For the investment community, the dispute adds a regulatory discount to the otherwise powerful growth narrative surrounding frontier AI. Investors have valued AI infrastructure, cloud capacity and model developers on expectations that advanced systems will become embedded across enterprise software. But if model access can be interrupted by national-security directives, revenue forecasts for both model providers and dependent application companies become more sensitive to policy decisions. That is particularly relevant for companies using a single frontier-model vendor as a core production dependency.
The litigation is separate from broader tensions between Anthropic and the federal government over military and national-security uses of AI. Reuters has previously reported that Anthropic sued the Trump administration after the government moved to place the company on a supply-chain blacklist over its refusal to allow military use of its AI models for domestic surveillance or fully autonomous weapons. Legion’s suit does not ask the court to resolve that dispute, but it uses the surrounding context to argue that the June 12 directive did not arise in isolation.
The next procedural step will be whether Legion seeks and obtains preliminary relief. A preliminary injunction would require the company to show, among other elements, a likelihood of success on the merits and irreparable harm. If the court grants interim relief, the decision could pressure the government to narrow the directive or provide a more detailed justification. If the court denies relief, enterprise customers may have to operate under the assumption that frontier-model access can remain restricted while the case proceeds.

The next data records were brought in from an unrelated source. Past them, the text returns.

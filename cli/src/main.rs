mod output;

use std::fs;
use std::path::{Path, PathBuf};

use clap::{Args, Parser, Subcommand};
use page_schema_core::{
    ComposeOptions, FieldPath, Generation, NormalizationCache, PageComposer, SchemaRegistry, Validator,
    classify_with_hint,
};
use page_schema_db::{
    CompositionStatus, Document, DocumentEntry, DocumentStore, EngineConfig, Manifest, OptionsFingerprint,
};
use serde_json::Value;
use tracing::{debug, info};
use tracing_subscriber::{layer::SubscriberExt, util::SubscriberInitExt};

use crate::output::{
    DataFormat, ListingFormat, describe_classification, describe_error, format_data, format_registry,
};

const PACKAGE_VERSION: &str = env!("CARGO_PKG_VERSION");

#[derive(Debug, Parser)]
#[command(name = "page-compose")]
#[command(about = "Validate, normalize and compose CMS page documents")]
struct Cli {
    #[command(subcommand)]
    command: Command,
}

#[derive(Debug, Subcommand)]
enum Command {
    /// Compose page documents into canonical pages.
    Compose(ComposeArgs),
    /// Validate and normalize a single content record.
    Validate(ValidateArgs),
    /// Print the variant and schema generation of a content record.
    Classify(ClassifyArgs),
    /// List the registered content variants and generations.
    Registry(RegistryArgs),
}

#[derive(Debug, Args)]
struct ComposeArgs {
    /// Page document files and/or directories of documents.
    #[arg(required = true)]
    inputs: Vec<PathBuf>,
    /// Output directory for composed pages.
    #[arg(long)]
    output: PathBuf,
    /// Engine configuration YAML file.
    #[arg(long)]
    config: Option<PathBuf>,
    /// Manifest JSON file recording composition state between runs.
    #[arg(long)]
    manifest: Option<PathBuf>,
    /// Output format for composed pages.
    #[arg(long, default_value = "json")]
    format: DataFormat,
    /// Number of parallel composition jobs (default: number of CPUs).
    #[arg(long)]
    jobs: Option<usize>,
    /// Compose every document even if the manifest says it is unchanged.
    #[arg(long)]
    force: bool,
}

#[derive(Debug, Args)]
struct ValidateArgs {
    /// Content record file (JSON or YAML).
    file: PathBuf,
    /// Force a schema generation instead of best-fit discrimination.
    #[arg(long)]
    generation: Option<u32>,
    /// Output format for the canonical record.
    #[arg(long, default_value = "json")]
    format: DataFormat,
}

#[derive(Debug, Args)]
struct ClassifyArgs {
    /// Content record file (JSON or YAML).
    file: PathBuf,
    /// Print the classification as JSON.
    #[arg(long)]
    json: bool,
}

#[derive(Debug, Args)]
struct RegistryArgs {
    /// Listing format.
    #[arg(long, default_value = "table")]
    format: ListingFormat,
}

fn main() {
    tracing_subscriber::registry()
        .with(
            tracing_subscriber::EnvFilter::try_from_default_env()
                .unwrap_or_else(|_| "warn".into()),
        )
        .with(tracing_subscriber::fmt::layer().with_writer(std::io::stderr))
        .init();

    let cli = Cli::parse();

    let result = match cli.command {
        Command::Compose(args) => run_compose(args),
        Command::Validate(args) => run_validate(args),
        Command::Classify(args) => run_classify(args),
        Command::Registry(args) => run_registry(args),
    };

    if let Err(err) = result {
        eprintln!("error: {err}");
        std::process::exit(1);
    }
}

// ---------------------------------------------------------------------------
// compose command
// ---------------------------------------------------------------------------

/// Result of composing one document on a worker thread.
struct CompositionOutcome {
    name: String,
    checksum: String,
    page_type: Option<String>,
    reason: &'static str,
    output_file: Option<String>,
    warnings: Vec<String>,
    errors: Vec<String>,
}

impl CompositionOutcome {
    fn succeeded(&self) -> bool {
        self.errors.is_empty()
    }
}

fn run_compose(args: ComposeArgs) -> Result<(), String> {
    use rayon::prelude::*;

    let registry = SchemaRegistry::builtin();

    // 1. Load and check the engine configuration
    let config = match &args.config {
        Some(path) => EngineConfig::load(path)
            .map_err(|e| format!("Failed to load config '{}': {e}", path.display()))?,
        None => EngineConfig::default(),
    };
    config
        .validate(registry)
        .map_err(|e| format!("Invalid config: {e}"))?;
    let options = config.into_options();
    let fingerprint = OptionsFingerprint::from(&options);

    // 2. Load documents
    let store = DocumentStore::from_paths(&args.inputs)
        .map_err(|e| format!("Failed to load documents: {e}"))?;
    if store.is_empty() {
        return Err("no page documents found in the given inputs".to_string());
    }

    // 3. Load or create the manifest
    let mut manifest = match &args.manifest {
        Some(path) if path.exists() => Manifest::load(path)
            .map_err(|e| format!("Failed to load manifest '{}': {e}", path.display()))?,
        _ => Manifest::new(PACKAGE_VERSION.to_string(), fingerprint.clone()),
    };
    let options_changed = manifest.options != fingerprint || manifest.tool_version != PACKAGE_VERSION;

    fs::create_dir_all(&args.output).map_err(|e| {
        format!(
            "Failed to create output directory '{}': {e}",
            args.output.display()
        )
    })?;

    // 4. Build the work list
    let mut work: Vec<(&Document, &'static str)> = Vec::new();
    let mut skipped = 0usize;
    for document in store.documents() {
        let output_file = format!("{}.{}", document.name, args.format.extension());
        let reason = if args.force {
            Some("forced")
        } else if options_changed {
            Some("options changed")
        } else if !manifest.contains(&document.name) {
            Some("new")
        } else if manifest.needs_composition(&document.name, &document.checksum) {
            Some("checksum changed")
        } else if manifest
            .get(&document.name)
            .is_some_and(|entry| entry.status == CompositionStatus::Failed)
        {
            Some("previously failed")
        } else if !args.output.join(&output_file).exists() {
            Some("output missing")
        } else {
            None
        };
        match reason {
            Some(reason) => work.push((document, reason)),
            None => {
                debug!(document = %document.name, "unchanged, skipping");
                skipped += 1;
            }
        }
    }

    // 5. Compose in parallel with a shared normalization cache
    let mut builder = rayon::ThreadPoolBuilder::new();
    if let Some(jobs) = args.jobs {
        builder = builder.num_threads(jobs);
    }
    let pool = builder
        .build()
        .map_err(|e| format!("Failed to create thread pool: {e}"))?;

    let cache = NormalizationCache::new();
    let use_cache = options.cache;
    let mut composer = PageComposer::new(registry).with_options(options);
    if use_cache {
        composer = composer.with_cache(&cache);
    }
    let composer = &composer;
    let output_dir = &args.output;
    let format = args.format;

    let outcomes: Vec<CompositionOutcome> = pool.install(|| {
        work.par_iter()
            .map(|&(document, reason)| {
                let mut outcome = CompositionOutcome {
                    name: document.name.clone(),
                    checksum: document.checksum.clone(),
                    page_type: document.page_type().map(String::from),
                    reason,
                    output_file: None,
                    warnings: Vec::new(),
                    errors: Vec::new(),
                };
                match composer.compose(&document.value) {
                    Ok(composed) => {
                        outcome.warnings = composed.warnings.iter().map(ToString::to_string).collect();
                        let output_file = format!("{}.{}", document.name, format.extension());
                        let written = format_data(&composed.page, format).and_then(|text| {
                            fs::write(output_dir.join(&output_file), text)
                                .map_err(|e| format!("Failed to write '{output_file}': {e}"))
                        });
                        match written {
                            Ok(()) => {
                                info!(
                                    document = %document.name,
                                    elements = composed.page.element_count(),
                                    "composed page"
                                );
                                outcome.output_file = Some(output_file);
                            }
                            Err(err) => outcome.errors.push(err),
                        }
                    }
                    Err(errors) => {
                        outcome.errors = errors.iter().map(describe_error).collect();
                    }
                }
                outcome
            })
            .collect()
    });

    // 6. Record outcomes
    for outcome in &outcomes {
        let entry = DocumentEntry {
            checksum: outcome.checksum.clone(),
            page_type: outcome.page_type.clone(),
            status: if outcome.succeeded() {
                CompositionStatus::Composed
            } else {
                CompositionStatus::Failed
            },
            error_count: outcome.errors.len(),
            warning_count: outcome.warnings.len(),
            composed_at: chrono::Utc::now(),
            output_file: outcome.output_file.clone(),
        };
        manifest.update_entry(outcome.name.clone(), entry);
    }
    manifest.options = fingerprint;
    manifest.tool_version = PACKAGE_VERSION.to_string();

    if let Some(path) = &args.manifest {
        manifest
            .save(path)
            .map_err(|e| format!("Failed to save manifest '{}': {e}", path.display()))?;
    }

    // 7. Report
    let composed_count = outcomes.iter().filter(|o| o.succeeded()).count();
    let failed_count = outcomes.len() - composed_count;

    println!("Compose Summary:");
    println!("  Documents: {}", store.len());
    println!("  Composed: {composed_count}");
    println!("  Skipped: {skipped} (unchanged)");
    println!("  Failed: {failed_count}");
    if use_cache {
        println!("  Cached records: {}", cache.len());
    }

    for outcome in outcomes.iter().filter(|o| !o.warnings.is_empty()) {
        for warning in &outcome.warnings {
            eprintln!("warning: {}: {warning}", outcome.name);
        }
    }

    if failed_count > 0 {
        eprintln!("\nFailures:");
        for outcome in outcomes.iter().filter(|o| !o.succeeded()) {
            eprintln!("  {} ({}):", outcome.name, outcome.reason);
            for err in &outcome.errors {
                eprintln!("    {err}");
            }
        }
        return Err(format!("{failed_count} document(s) failed to compose"));
    }

    Ok(())
}

// ---------------------------------------------------------------------------
// validate / classify commands
// ---------------------------------------------------------------------------

fn read_record(path: &Path) -> Result<Value, String> {
    Document::read(path)
        .map(|document| document.value)
        .map_err(|e| format!("Failed to read '{}': {e}", path.display()))
}

fn run_validate(args: ValidateArgs) -> Result<(), String> {
    let raw = read_record(&args.file)?;
    let registry = SchemaRegistry::builtin();

    let mut options = ComposeOptions::default();
    if let Some(generation) = args.generation {
        let template = raw
            .get("inputTemplate")
            .and_then(Value::as_str)
            .ok_or("--generation needs a record with an inputTemplate")?;
        options = options.with_hint(template, Generation::new(generation));
    }

    let mut validator = Validator::new(registry, &options);
    match validator.content(&raw, &FieldPath::root()) {
        Ok(Some(content)) => {
            for warning in validator.warnings() {
                eprintln!("warning: {warning}");
            }
            println!("{}", format_data(&content, args.format)?);
            Ok(())
        }
        Ok(None) => Err(format!(
            "{}: not a registered content variant",
            args.file.display()
        )),
        Err(errors) => {
            for err in &errors {
                eprintln!("  [{}] {err}", err.kind());
            }
            Err(format!("{} validation error(s)", errors.len()))
        }
    }
}

fn run_classify(args: ClassifyArgs) -> Result<(), String> {
    let raw = read_record(&args.file)?;
    let classification = classify_with_hint(SchemaRegistry::builtin(), &raw, None);
    if args.json {
        println!("{}", format_data(&classification, DataFormat::Json)?);
    } else {
        println!("{}", describe_classification(&classification));
    }
    Ok(())
}

// ---------------------------------------------------------------------------
// registry command
// ---------------------------------------------------------------------------

fn run_registry(args: RegistryArgs) -> Result<(), String> {
    let listing = format_registry(SchemaRegistry::builtin(), args.format)?;
    print!("{listing}");
    Ok(())
}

Regardless of the immediate outcome, the suit underscores that AI regulation is entering a new phase. The central disputes are no longer limited to training data, copyright, privacy or chip exports. They now include whether access to a hosted AI model itself can be treated as a controlled national-security capability, who must bear the cost of compliance and how much process the government must provide before disrupting a commercial AI service used by global businesses.
For Legion, the issue is concrete: the company says the directive sidelined engineers and disrupted a product built around Anthropic’s most capable model. For the broader market, the case is a warning that the legal and operational architecture of enterprise AI may need to account for sudden policy intervention at the model layer. That risk is likely to influence vendor diversification, deployment design and contract negotiations across companies building commercial software on frontier AI systems.